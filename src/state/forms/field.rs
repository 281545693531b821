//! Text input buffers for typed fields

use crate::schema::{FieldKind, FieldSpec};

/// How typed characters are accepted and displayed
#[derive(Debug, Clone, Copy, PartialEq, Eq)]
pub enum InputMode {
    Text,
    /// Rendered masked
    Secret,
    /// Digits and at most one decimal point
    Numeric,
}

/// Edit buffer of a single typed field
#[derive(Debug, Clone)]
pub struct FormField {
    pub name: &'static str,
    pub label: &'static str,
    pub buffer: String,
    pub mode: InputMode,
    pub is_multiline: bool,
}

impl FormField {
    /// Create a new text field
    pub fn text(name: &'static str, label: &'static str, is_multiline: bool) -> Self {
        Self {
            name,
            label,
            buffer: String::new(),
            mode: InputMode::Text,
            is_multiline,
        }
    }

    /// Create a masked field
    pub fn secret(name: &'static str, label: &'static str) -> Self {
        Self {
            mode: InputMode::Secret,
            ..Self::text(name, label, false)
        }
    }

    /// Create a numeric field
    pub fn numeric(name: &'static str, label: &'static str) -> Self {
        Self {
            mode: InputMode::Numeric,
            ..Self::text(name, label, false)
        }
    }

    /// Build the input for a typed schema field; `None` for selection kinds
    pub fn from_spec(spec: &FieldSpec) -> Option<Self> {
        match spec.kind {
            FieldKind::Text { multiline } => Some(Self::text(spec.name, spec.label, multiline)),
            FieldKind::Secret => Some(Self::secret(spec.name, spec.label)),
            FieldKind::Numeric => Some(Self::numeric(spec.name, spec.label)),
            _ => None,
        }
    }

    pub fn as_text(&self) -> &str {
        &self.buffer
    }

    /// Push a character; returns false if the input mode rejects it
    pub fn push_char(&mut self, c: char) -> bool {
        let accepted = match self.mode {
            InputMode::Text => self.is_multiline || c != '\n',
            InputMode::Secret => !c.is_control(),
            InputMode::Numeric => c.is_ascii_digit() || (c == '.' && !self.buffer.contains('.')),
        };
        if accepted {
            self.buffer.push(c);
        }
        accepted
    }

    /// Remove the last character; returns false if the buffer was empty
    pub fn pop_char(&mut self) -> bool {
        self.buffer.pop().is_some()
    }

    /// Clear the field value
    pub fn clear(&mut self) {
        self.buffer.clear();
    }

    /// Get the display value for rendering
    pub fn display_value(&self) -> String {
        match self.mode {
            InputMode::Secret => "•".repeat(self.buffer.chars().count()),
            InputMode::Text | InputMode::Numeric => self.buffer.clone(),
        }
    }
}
◇ ◇ ◇ ◇
● **Instructions to follow**:
Retype every entry without changing anything.

● **Result for this task**:
filename src/state/forms/field.rs
repository 281545693531b821
//! Text input buffers for typed fields

use crate::schema::{FieldKind, FieldSpec};

/// How typed characters are accepted and displayed
#[derive(Debug, Clone, Copy, PartialEq, Eq)]
pub enum InputMode {
    Text,
    /// Rendered masked
    Secret,
    /// Digits and at most one decimal point
    Numeric,
}

/// Edit buffer of a single typed field
#[derive(Debug, Clone)]
pub struct FormField {
    pub name: &'static str,
    pub label: &'static str,
    pub buffer: String,
    pub mode: InputMode,
    pub is_multiline: bool,
}

impl FormField {
    /// Create a new text field
    pub fn text(name: &'static str, label: &'static str, is_multiline: bool) -> Self {
        Self {
            name,
            label,
            buffer: String::new(),
            mode: InputMode::Text,
            is_multiline,
        }
    }

    /// Create a masked field
    pub fn secret(name: &'static str, label: &'static str) -> Self {
        Self {
            mode: InputMode::Secret,
            ..Self::text(name, label, false)
        }
    }

    /// Create a numeric field
    pub fn numeric(name: &'static str, label: &'static str) -> Self {
        Self {
            mode: InputMode::Numeric,
            ..Self::text(name, label, false)
        }
    }

    /// Build the input for a typed schema field; `None` for selection kinds
    pub fn from_spec(spec: &FieldSpec) -> Option<Self> {
        match spec.kind {
            FieldKind::Text { multiline } => Some(Self::text(spec.name, spec.label, multiline)),
            FieldKind::Secret => Some(Self::secret(spec.name, spec.label)),
            FieldKind::Numeric => Some(Self::numeric(spec.name, spec.label)),
            _ => None,
        }
    }

    pub fn as_text(&self) -> &str {
        &self.buffer
    }

    /// Push a character; returns false if the input mode rejects it
    pub fn push_char(&mut self, c: char) -> bool {
        let accepted = match self.mode {
            InputMode::Text => self.is_multiline || c != '\n',
            InputMode::Secret => !c.is_control(),
            InputMode::Numeric => c.is_ascii_digit() || (c == '.' && !self.buffer.contains('.')),
        };
        if accepted {
            self.buffer.push(c);
        }
        accepted
    }

    /// Remove the last character; returns false if the buffer was empty
    pub fn pop_char(&mut self) -> bool {
        self.buffer.pop().is_some()
    }

    /// Clear the field value
    pub fn clear(&mut self) {
        self.buffer.clear();
    }

    /// Get the display value for rendering
    pub fn display_value(&self) -> String {
        match self.mode {
            InputMode::Secret => "•".repeat(self.buffer.chars().count()),
            InputMode::Text | InputMode::Numeric => self.buffer.clone(),
        }
    }
}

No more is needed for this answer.